= Psychiatric intensive-care unit =

High intensity psychiatric ward

Psychiatric Intensive Care Units or PICUs are specialist twenty-four hour inpatient wards that provide intensive assessment and comprehensive treatment to individuals during the most acute phase of a serious mental illness.

Psychiatric intensive care is for patients who are in an acutely disturbed phase of a serious mental disorder. There is an associated loss of capacity for self-control with a corresponding increase in risk which does not allow their safe, therapeutic management and treatment in a less acute or a less secure mental health ward. Care and treatment must be patient-centred, multidisciplinary, intensive and have an immediacy of response to critical clinical and risk situations. Patients should be detained compulsorily under the appropriate mental health legislative framework, and the clinical and risk profile of the patient usually requires an associated level of security. Psychiatric intensive care is delivered by qualified and suitably trained multidisciplinary clinicians according to an agreed philosophy of unit operational policy underpinned by the principles of therapeutic intervention and dynamic clinically focused risk management
— NAPICU and NHS Clinical Commissioners, Guidance for Commissioners of Psychiatric Intensive Care Units (PICU) (2016)

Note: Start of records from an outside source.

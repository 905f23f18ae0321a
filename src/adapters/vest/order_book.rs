//! Vest order book data source
//!
//! Every `{symbol}@depth` push is a full book, so depth frames are routed
//! to the snapshot queue. Ticker pushes carry mark, index and the hourly
//! funding rate and feed the funding queue.

use std::collections::HashMap;

use async_trait::async_trait;
use serde_json::Value;
use tokio_util::sync::CancellationToken;

use crate::adapters::errors::{ExchangeError, ExchangeResult};
use crate::adapters::shared::{MarketDataQueues, ReconnectConfig};
use crate::adapters::traits::OrderBookDataSource;
use crate::adapters::types::{
    current_time_ms, current_timestamp, next_funding_hour, ConnectionHealth, FundingInfo, FundingInfoUpdate,
    OrderBookMessage, OrderBookMessageKind,
};

use super::constants;
use super::rest::VestRest;
use super::stream::listen_with_reconnect;
use super::types::{parse_tickers, VestDepth, VestTicker, VestTrade};
use super::utils;
use super::web_utils;

pub struct VestOrderBookDataSource {
    rest: VestRest,
    trading_pairs: Vec<String>,
    health: ConnectionHealth,
    reconnect: ReconnectConfig,
}

impl VestOrderBookDataSource {
    pub fn new(rest: VestRest, trading_pairs: Vec<String>) -> Self {
        Self {
            rest,
            trading_pairs,
            health: ConnectionHealth::new(),
            reconnect: ReconnectConfig::default(),
        }
    }

    pub fn health(&self) -> &ConnectionHealth {
        &self.health
    }

    pub fn ws_url(&self) -> String {
        let config = self.rest.config();
        web_utils::ws_url_with_query(&config.ws_url, config.account_group)
    }
}

/// Venue symbol -> trading pair for the tracked pairs
pub fn tracked_symbols(trading_pairs: &[String]) -> HashMap<String, String> {
    trading_pairs
        .iter()
        .map(|pair| (utils::convert_to_exchange_trading_pair(pair), pair.clone()))
        .collect()
}

/// Depth and trades per symbol, then the shared tickers channel
pub fn subscription_channels(symbols: &HashMap<String, String>) -> Vec<String> {
    let mut names: Vec<&String> = symbols.keys().collect();
    names.sort();
    let mut channels: Vec<String> = names
        .into_iter()
        .flat_map(|symbol| [constants::depth_channel(symbol), constants::trades_channel(symbol)])
        .collect();
    channels.push(constants::WS_TICKERS_CHANNEL.to_string());
    channels
}

fn funding_update(ticker: &VestTicker, trading_pair: &str) -> FundingInfoUpdate {
    FundingInfoUpdate {
        trading_pair: trading_pair.to_string(),
        index_price: ticker.index_price(),
        mark_price: ticker.mark_price(),
        next_funding_utc_timestamp: Some(next_funding_hour(current_timestamp())),
        rate: ticker.funding_rate(),
    }
}

/// Route one `{"channel", "data"}` frame to the market data queues
pub fn dispatch_event(
    event: &Value,
    symbols: &HashMap<String, String>,
    queues: &MarketDataQueues,
) -> ExchangeResult<()> {
    let channel = event.get("channel").and_then(Value::as_str).unwrap_or_default();
    let data = event.get("data").cloned().unwrap_or(Value::Null);

    if channel == constants::WS_TICKERS_CHANNEL {
        for ticker in parse_tickers(&data) {
            if let Some(pair) = symbols.get(&ticker.symbol) {
                queues.push_funding(funding_update(&ticker, pair));
            }
        }
        return Ok(());
    }

    if let Some(symbol) = channel.strip_suffix(constants::WS_DEPTH_SUFFIX) {
        let Some(pair) = symbols.get(symbol) else {
            return Ok(());
        };
        let depth: VestDepth = serde_json::from_value(data)
            .map_err(|e| ExchangeError::InvalidResponse(format!("Bad depth frame: {}", e)))?;
        let (bids, asks) = depth.levels()?;
        let now = current_time_ms();
        queues.push(OrderBookMessage::book(
            OrderBookMessageKind::Snapshot,
            pair,
            now as i64,
            now as f64 / 1000.0,
            bids,
            asks,
        ));
        return Ok(());
    }

    if let Some(symbol) = channel.strip_suffix(constants::WS_TRADES_SUFFIX) {
        let Some(pair) = symbols.get(symbol) else {
            return Ok(());
        };
        let trades = match data {
            Value::Array(list) => list,
            single => vec![single],
        };
        for raw in trades {
            let trade: VestTrade = serde_json::from_value(raw)
                .map_err(|e| ExchangeError::InvalidResponse(format!("Bad trade frame: {}", e)))?;
            let timestamp = trade.time.unwrap_or_else(current_time_ms) as f64 / 1000.0;
            queues.push(OrderBookMessage::trade(pair, timestamp, trade.to_public_trade()?));
        }
        return Ok(());
    }

    tracing::debug!(exchange = "vest", channel = %channel, "Unhandled market data channel");
    Ok(())
}

#[async_trait]
impl OrderBookDataSource for VestOrderBookDataSource {
    async fn order_book_snapshot(&self, trading_pair: &str) -> ExchangeResult<OrderBookMessage> {
        let symbol = utils::convert_to_exchange_trading_pair(trading_pair);
        let depth: VestDepth = self
            .rest
            .get(
                constants::DEPTH_PATH_URL,
                &[
                    ("symbol", symbol),
                    ("limit", constants::ORDER_BOOK_DEPTH.to_string()),
                ],
            )
            .await?;
        let (bids, asks) = depth.levels()?;
        let now = current_time_ms();
        Ok(OrderBookMessage::book(
            OrderBookMessageKind::Snapshot,
            trading_pair,
            now as i64,
            now as f64 / 1000.0,
            bids,
            asks,
        ))
    }

    async fn get_funding_info(&self, trading_pair: &str) -> ExchangeResult<FundingInfo> {
        let symbol = utils::convert_to_exchange_trading_pair(trading_pair);
        let raw: Value = self
            .rest
            .get(constants::TICKER_LATEST_PATH_URL, &[("symbols", symbol.clone())])
            .await?;
        let ticker = parse_tickers(&raw)
            .into_iter()
            .find(|t| t.symbol == symbol)
            .ok_or_else(|| ExchangeError::InvalidResponse(format!("No ticker for {}", symbol)))?;

        let mark_price = ticker
            .mark_price()
            .ok_or_else(|| ExchangeError::InvalidResponse(format!("No mark price for {}", symbol)))?;
        Ok(FundingInfo {
            trading_pair: trading_pair.to_string(),
            index_price: ticker.index_price().unwrap_or(mark_price),
            mark_price,
            next_funding_utc_timestamp: next_funding_hour(current_timestamp()),
            rate: ticker.funding_rate().unwrap_or_default(),
        })
    }

    async fn listen_for_subscriptions(&self, queues: MarketDataQueues, cancel: CancellationToken) -> ExchangeResult<()> {
        let symbols = tracked_symbols(&self.trading_pairs);
        let url = self.ws_url();

        listen_with_reconnect(
            "vest order book",
            &url,
            &self.reconnect,
            &self.health,
            &cancel,
            || subscription_channels(&symbols),
            |event| {
                if let Err(e) = dispatch_event(&event, &symbols, &queues) {
                    tracing::warn!(exchange = "vest", error = %e, "Dropped market data event");
                }
            },
        )
        .await
    }
}

#[cfg(test)]
mod tests {
    use super::*;
    use crate::adapters::shared::market_data_channels;
    use crate::adapters::types::TradeType;
    use rust_decimal::Decimal;
    use serde_json::json;

    fn symbols() -> HashMap<String, String> {
        tracked_symbols(&["BTC-USDC".to_string()])
    }

    #[test]
    fn test_subscription_channels() {
        let channels = subscription_channels(&tracked_symbols(&["ETH-USDC".into(), "BTC-USDC".into()]));
        assert_eq!(
            channels,
            vec!["BTC-PERP@depth", "BTC-PERP@trades", "ETH-PERP@depth", "ETH-PERP@trades", "tickers"]
        );
    }

    #[tokio::test]
    async fn test_depth_goes_to_snapshot_queue() {
        let (queues, mut rx) = market_data_channels();
        let event = json!({
            "channel": "BTC-PERP@depth",
            "data": {"bids": [["50000", "1"]], "asks": [["50010", "2"]]}
        });
        dispatch_event(&event, &symbols(), &queues).unwrap();
        let msg = rx.snapshots.recv().await.unwrap();
        assert_eq!(msg.kind, OrderBookMessageKind::Snapshot);
        assert_eq!(msg.trading_pair, "BTC-USDC");
        assert_eq!(msg.best_bid(), Some(Decimal::new(50000, 0)));
        assert!(rx.diffs.try_recv().is_err());
    }

    #[tokio::test]
    async fn test_trades_go_to_trade_queue() {
        let (queues, mut rx) = market_data_channels();
        let event = json!({
            "channel": "BTC-PERP@trades",
            "data": {"id": "t1", "price": "50001", "qty": "0.2", "time": 1700000000000u64}
        });
        dispatch_event(&event, &symbols(), &queues).unwrap();
        let msg = rx.trades.recv().await.unwrap();
        let trade = msg.trade.unwrap();
        assert_eq!(trade.trade_id, "t1");
        assert_eq!(trade.trade_type, TradeType::Buy);
        assert_eq!(msg.timestamp, 1_700_000_000.0);
    }

    #[tokio::test]
    async fn test_tickers_go_to_funding_queue() {
        let (queues, mut rx) = market_data_channels();
        let event = json!({
            "channel": "tickers",
            "data": [
                {"symbol": "BTC-PERP", "markPrice": "50000", "indexPrice": "49990", "oneHrFundingRate": "0.00001"},
                {"symbol": "ETH-PERP", "markPrice": "3000"}
            ]
        });
        dispatch_event(&event, &symbols(), &queues).unwrap();
        let update = rx.funding.recv().await.unwrap();
        assert_eq!(update.trading_pair, "BTC-USDC");
        assert_eq!(update.index_price, Some(Decimal::new(49990, 0)));
        assert_eq!(update.rate, Some(Decimal::new(1, 5)));
        assert!(update.next_funding_utc_timestamp.unwrap() % 3600 == 0);
        assert!(rx.funding.try_recv().is_err());
    }

    #[tokio::test]
    async fn test_untracked_symbols_are_ignored() {
        let (queues, mut rx) = market_data_channels();
        let event = json!({"channel": "SOL-PERP@depth", "data": {"bids": [], "asks": []}});
        dispatch_event(&event, &symbols(), &queues).unwrap();
        assert!(rx.snapshots.try_recv().is_err());
        let bad = json!({"channel": "BTC-PERP@depth", "data": {"bids": [["x", "1"]]}});
        assert!(dispatch_event(&bad, &symbols(), &queues).is_err());
    }
}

Most individuals only stay on PICU wards for a very short time and are moved as soon as the crisis is over or the risky behaviours are under control. 2014 guidance says that the maximum length of stay should be 8 weeks. Normally, patients are discharged to acute psychiatric wards, but some patients go straight home.

PICUs are locked and more secure wards, and have a low patient capacity when compared to open psychiatric wards. They have higher levels of staffing and are usually single-sex.

PICUs have a diverse range of staff, including: mental health nurses, psychiatrists, psychologists, pharmacists, occupational therapists, social workers, activities co-ordinators, health care support workers, and ward managers.

As a facility for the most disturbed patients, it may contain a seclusion room for the management of violence and aggression. Other restrictive practices include rapid tranquillisation, ECT and high dose antipsychotics.